▸ **Requirement**:
Copy nothing but the lines below running from the line containing "build(args)" through the line containing "message)| OptimizeError::parse(offset, message))?;", both end lines included.

(Stored data)

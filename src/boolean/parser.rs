//! Parser for minimized boolean formulas.
//!
//! Grammar (in rough EBNF):
//!
//! expr     = call | variable
//! call     = NAME "(" expr ("," expr)* ")"
//! NAME     = "And" | "Or" | "Not"        (case-insensitive)
//! variable = IDENT
//!
//! The minimizer's output grammar is fixed, so a parse failure here points at
//! the minimizer rather than at the user's filter.

use super::expr::BoolExpr;
use super::lexer::{Spanned, Token, tokenize};
use super::renderer::{Variable, VariableMap};
use crate::ast::Node;
use crate::error::{OptimizeError, Result};

/// Parser state.
struct Parser {
    tokens: Vec<Spanned>,
    pos: usize,
}

impl Parser {
    fn new(tokens: Vec<Spanned>) -> Self {
        Parser { tokens, pos: 0 }
    }

    fn peek(&self) -> &Token {
        self.tokens
            .get(self.pos)
            .map(|spanned| &spanned.token)
            .unwrap_or(&Token::Eof)
    }

    fn offset(&self) -> usize {
        self.tokens
            .get(self.pos)
            .or_else(|| self.tokens.last())
            .map(|spanned| spanned.offset)
            .unwrap_or(0)
    }

    fn advance(&mut self) -> Token {
        let tok = self.peek().clone();
        self.pos += 1;
        tok
    }

    fn expect(&mut self, expected: Token) -> Result<()> {
        let offset = self.offset();
        let tok = self.advance();
        if tok == expected {
            Ok(())
        } else {
            Err(OptimizeError::parse(
                offset,
                format!("expected {:?}, got {:?}", expected, tok),
            ))
        }
    }

    /// Parse expression: call | variable
    fn parse_expr(&mut self) -> Result<BoolExpr> {
        let offset = self.offset();
        match self.advance() {
            Token::Ident(name) => {
                if matches!(self.peek(), Token::LParen) {
                    self.parse_call(&name, offset)
                } else {
                    Ok(BoolExpr::Var(name))
                }
            }
            other => Err(OptimizeError::parse(
                offset,
                format!("expected name or variable, got {:?}", other),
            )),
        }
    }

    /// Parse call arguments: "(" expr ("," expr)* ")"
    fn parse_call(&mut self, name: &str, offset: usize) -> Result<BoolExpr> {
        self.expect(Token::LParen)?;
        let mut args = vec![self.parse_expr()?];
        while matches!(self.peek(), Token::Comma) {
            self.advance(); // consume ,
            args.push(self.parse_expr()?);
        }
        self.expect(Token::RParen)?;

        match name.to_ascii_lowercase().as_str() {
            "and" => Ok(collapse(args, BoolExpr::And)),
            "or" => Ok(collapse(args, BoolExpr::Or)),
            "not" => {
                if args.len() != 1 {
                    return Err(OptimizeError::parse(
                        offset,
                        format!("Not takes one argument, got {}", args.len()),
                    ));
                }
                Ok(BoolExpr::negate(args.remove(0)))
            }
            _ => Err(OptimizeError::parse(offset, format!("unknown function {}", name))),
        }
    }
}

fn collapse(mut args: Vec<BoolExpr>, build: fn(Vec<BoolExpr>) -> BoolExpr) -> BoolExpr {
    if args.len() == 1 {
        args.remove(0)
    } else {
        build(args)
    }
}

/// Parse formula text into a [`BoolExpr`].
pub fn parse_formula(input: &str) -> Result<BoolExpr> {
    let tokens =
        tokenize(input.trim()).map_err(|(offset, message)| OptimizeError::parse(offset, message))?;
    let mut parser = Parser::new(tokens);

    if matches!(parser.peek(), Token::Eof) {
        return Err(OptimizeError::parse(0, "empty expression"));
    }

    let expr = parser.parse_expr()?;

    // Ensure we consumed all tokens
    if !matches!(parser.peek(), Token::Eof) {
        return Err(OptimizeError::parse(
            parser.offset(),
            format!("unexpected token after expression: {:?}", parser.peek()),
        ));
    }

    Ok(expr)
}

/// Parse minimized formula text and rebuild a filter tree, substituting
/// each variable with a copy of the node it was rendered from.
pub fn parse_minimized(input: &str, variables: &VariableMap) -> Result<Node> {
    let expr = parse_formula(input)?;
    to_tree(&expr, variables)
}

fn to_tree(expr: &BoolExpr, variables: &VariableMap) -> Result<Node> {
    match expr {
        BoolExpr::Var(name) => Ok(lookup(variables, name)?.node.clone()),
        BoolExpr::Not(inner) => match inner.as_ref() {
            BoolExpr::Var(name) => Ok(lookup(variables, name)?.negated.clone()),
            other => Ok(Node::Not(vec![nested(to_tree(other, variables)?)])),
        },
        BoolExpr::And(items) => Ok(Node::And(children(items, variables)?)),
        BoolExpr::Or(items) => Ok(Node::Or(children(items, variables)?)),
    }
}

fn children(items: &[BoolExpr], variables: &VariableMap) -> Result<Vec<Node>> {
    items
        .iter()
        .map(|item| to_tree(item, variables).map(nested))
        .collect()
}

/// Connectives nested in another connective get parenthesized.
fn nested(node: Node) -> Node {
    match node {
        Node::And(_) | Node::Or(_) => Node::LogicalGroup(vec![node]),
        other => other,
    }
}

fn lookup<'a>(variables: &'a VariableMap, name: &str) -> Result<&'a Variable> {
    variables
        .get(name)
        .ok_or_else(|| OptimizeError::parse(0, format!("unknown variable {}", name)))
}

▸ **Written solution**:
        build(args)
    }
}

/// Parse formula text into a [`BoolExpr`].
pub fn parse_formula(input: &str) -> Result<BoolExpr> {
    let tokens =
        tokenize(input.trim()).map_err(|(offset, message)| OptimizeError::parse(offset, message))?;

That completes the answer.